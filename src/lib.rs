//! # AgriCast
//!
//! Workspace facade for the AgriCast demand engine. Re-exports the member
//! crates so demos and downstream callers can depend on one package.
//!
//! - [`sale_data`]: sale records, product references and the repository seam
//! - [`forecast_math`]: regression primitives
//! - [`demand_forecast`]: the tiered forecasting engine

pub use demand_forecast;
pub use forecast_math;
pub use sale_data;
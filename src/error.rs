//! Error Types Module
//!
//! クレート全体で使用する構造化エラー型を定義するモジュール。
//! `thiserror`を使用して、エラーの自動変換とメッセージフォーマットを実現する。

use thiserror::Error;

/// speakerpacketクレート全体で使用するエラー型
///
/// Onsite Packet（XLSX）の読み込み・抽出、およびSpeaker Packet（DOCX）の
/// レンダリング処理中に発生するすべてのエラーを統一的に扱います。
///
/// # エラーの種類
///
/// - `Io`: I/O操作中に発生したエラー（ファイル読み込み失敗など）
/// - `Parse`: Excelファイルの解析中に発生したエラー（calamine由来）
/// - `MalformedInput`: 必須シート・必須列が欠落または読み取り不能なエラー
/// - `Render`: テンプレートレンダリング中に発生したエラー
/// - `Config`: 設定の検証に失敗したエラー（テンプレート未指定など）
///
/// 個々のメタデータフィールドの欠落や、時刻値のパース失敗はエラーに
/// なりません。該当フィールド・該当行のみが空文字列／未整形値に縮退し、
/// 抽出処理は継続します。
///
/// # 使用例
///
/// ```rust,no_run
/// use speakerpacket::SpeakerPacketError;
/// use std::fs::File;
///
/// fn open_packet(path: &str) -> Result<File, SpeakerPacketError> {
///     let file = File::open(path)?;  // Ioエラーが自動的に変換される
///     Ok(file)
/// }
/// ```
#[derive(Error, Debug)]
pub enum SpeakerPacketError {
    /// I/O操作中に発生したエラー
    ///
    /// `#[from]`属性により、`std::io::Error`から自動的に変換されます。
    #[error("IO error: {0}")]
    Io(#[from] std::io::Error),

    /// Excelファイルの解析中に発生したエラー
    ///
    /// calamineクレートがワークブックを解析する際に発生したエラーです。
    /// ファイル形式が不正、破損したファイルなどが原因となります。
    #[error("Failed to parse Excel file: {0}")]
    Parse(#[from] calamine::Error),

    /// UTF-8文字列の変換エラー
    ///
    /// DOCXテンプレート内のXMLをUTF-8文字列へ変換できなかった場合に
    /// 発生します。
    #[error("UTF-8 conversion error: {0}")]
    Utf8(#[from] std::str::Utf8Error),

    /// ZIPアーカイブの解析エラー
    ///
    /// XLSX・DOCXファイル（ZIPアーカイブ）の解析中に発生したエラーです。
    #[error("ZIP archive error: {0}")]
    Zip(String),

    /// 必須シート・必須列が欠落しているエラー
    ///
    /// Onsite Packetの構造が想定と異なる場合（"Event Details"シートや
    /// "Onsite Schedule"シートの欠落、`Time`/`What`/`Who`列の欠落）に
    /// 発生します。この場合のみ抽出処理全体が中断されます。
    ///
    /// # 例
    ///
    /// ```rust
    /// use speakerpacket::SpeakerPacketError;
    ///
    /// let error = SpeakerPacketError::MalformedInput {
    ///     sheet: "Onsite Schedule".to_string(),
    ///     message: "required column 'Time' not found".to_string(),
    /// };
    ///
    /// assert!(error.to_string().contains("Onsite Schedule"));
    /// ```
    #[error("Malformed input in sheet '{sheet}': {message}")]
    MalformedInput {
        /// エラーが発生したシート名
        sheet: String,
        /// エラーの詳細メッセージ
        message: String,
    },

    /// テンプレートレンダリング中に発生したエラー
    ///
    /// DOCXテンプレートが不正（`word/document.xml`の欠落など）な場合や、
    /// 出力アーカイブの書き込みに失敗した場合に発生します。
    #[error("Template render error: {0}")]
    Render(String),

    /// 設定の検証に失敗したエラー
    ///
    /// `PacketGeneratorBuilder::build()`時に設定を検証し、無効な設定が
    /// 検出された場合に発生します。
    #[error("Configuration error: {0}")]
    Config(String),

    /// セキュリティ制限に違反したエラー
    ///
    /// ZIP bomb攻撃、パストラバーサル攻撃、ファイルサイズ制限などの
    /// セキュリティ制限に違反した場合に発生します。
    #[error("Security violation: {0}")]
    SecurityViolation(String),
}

§ §

- TASK STATEMENT -
Your answer should be the material, retyped exactly as written.

- TASK OUTPUT -
filename src/lib.rs
//! # AgriCast
//!
//! Workspace facade for the AgriCast demand engine. Re-exports the member
//! crates so demos and downstream callers can depend on one package.
//!
//! - [`sale_data`]: sale records, product references and the repository seam
//! - [`forecast_math`]: regression primitives
//! - [`demand_forecast`]: the tiered forecasting engine

pub use demand_forecast;
pub use forecast_math;
pub use sale_data;
filename src/error.rs
//! Error Types Module
//!
//! クレート全体で使用する構造化エラー型を定義するモジュール。
//! `thiserror`を使用して、エラーの自動変換とメッセージフォーマットを実現する。

use thiserror::Error;

/// speakerpacketクレート全体で使用するエラー型
///
/// Onsite Packet（XLSX）の読み込み・抽出、およびSpeaker Packet（DOCX）の
/// レンダリング処理中に発生するすべてのエラーを統一的に扱います。
///
/// # エラーの種類
///
/// - `Io`: I/O操作中に発生したエラー（ファイル読み込み失敗など）
/// - `Parse`: Excelファイルの解析中に発生したエラー（calamine由来）
/// - `MalformedInput`: 必須シート・必須列が欠落または読み取り不能なエラー
/// - `Render`: テンプレートレンダリング中に発生したエラー
/// - `Config`: 設定の検証に失敗したエラー（テンプレート未指定など）
///
/// 個々のメタデータフィールドの欠落や、時刻値のパース失敗はエラーに
/// なりません。該当フィールド・該当行のみが空文字列／未整形値に縮退し、
/// 抽出処理は継続します。
///
/// # 使用例
///
/// ```rust,no_run
/// use speakerpacket::SpeakerPacketError;
/// use std::fs::File;
///
/// fn open_packet(path: &str) -> Result<File, SpeakerPacketError> {
///     let file = File::open(path)?;  // Ioエラーが自動的に変換される
///     Ok(file)
/// }
/// ```
#[derive(Error, Debug)]
pub enum SpeakerPacketError {
    /// I/O操作中に発生したエラー
    ///
    /// `#[from]`属性により、`std::io::Error`から自動的に変換されます。
    #[error("IO error: {0}")]
    Io(#[from] std::io::Error),

    /// Excelファイルの解析中に発生したエラー
    ///
    /// calamineクレートがワークブックを解析する際に発生したエラーです。
    /// ファイル形式が不正、破損したファイルなどが原因となります。
    #[error("Failed to parse Excel file: {0}")]
    Parse(#[from] calamine::Error),

    /// UTF-8文字列の変換エラー
    ///
    /// DOCXテンプレート内のXMLをUTF-8文字列へ変換できなかった場合に
    /// 発生します。
    #[error("UTF-8 conversion error: {0}")]
    Utf8(#[from] std::str::Utf8Error),

    /// ZIPアーカイブの解析エラー
    ///
    /// XLSX・DOCXファイル（ZIPアーカイブ）の解析中に発生したエラーです。
    #[error("ZIP archive error: {0}")]
    Zip(String),

    /// 必須シート・必須列が欠落しているエラー
    ///
    /// Onsite Packetの構造が想定と異なる場合（"Event Details"シートや
    /// "Onsite Schedule"シートの欠落、`Time`/`What`/`Who`列の欠落）に
    /// 発生します。この場合のみ抽出処理全体が中断されます。
    ///
    /// # 例
    ///
    /// ```rust
    /// use speakerpacket::SpeakerPacketError;
    ///
    /// let error = SpeakerPacketError::MalformedInput {
    ///     sheet: "Onsite Schedule".to_string(),
    ///     message: "required column 'Time' not found".to_string(),
    /// };
    ///
    /// assert!(error.to_string().contains("Onsite Schedule"));
    /// ```
    #[error("Malformed input in sheet '{sheet}': {message}")]
    MalformedInput {
        /// エラーが発生したシート名
        sheet: String,
        /// エラーの詳細メッセージ
        message: String,
    },

    /// テンプレートレンダリング中に発生したエラー
    ///
    /// DOCXテンプレートが不正（`word/document.xml`の欠落など）な場合や、
    /// 出力アーカイブの書き込みに失敗した場合に発生します。
    #[error("Template render error: {0}")]
    Render(String),

    /// 設定の検証に失敗したエラー
    ///
    /// `PacketGeneratorBuilder::build()`時に設定を検証し、無効な設定が
    /// 検出された場合に発生します。
    #[error("Configuration error: {0}")]
    Config(String),

    /// セキュリティ制限に違反したエラー
    ///
    /// ZIP bomb攻撃、パストラバーサル攻撃、ファイルサイズ制限などの
    /// セキュリティ制限に違反した場合に発生します。
    #[error("Security violation: {0}")]
    SecurityViolation(String),
}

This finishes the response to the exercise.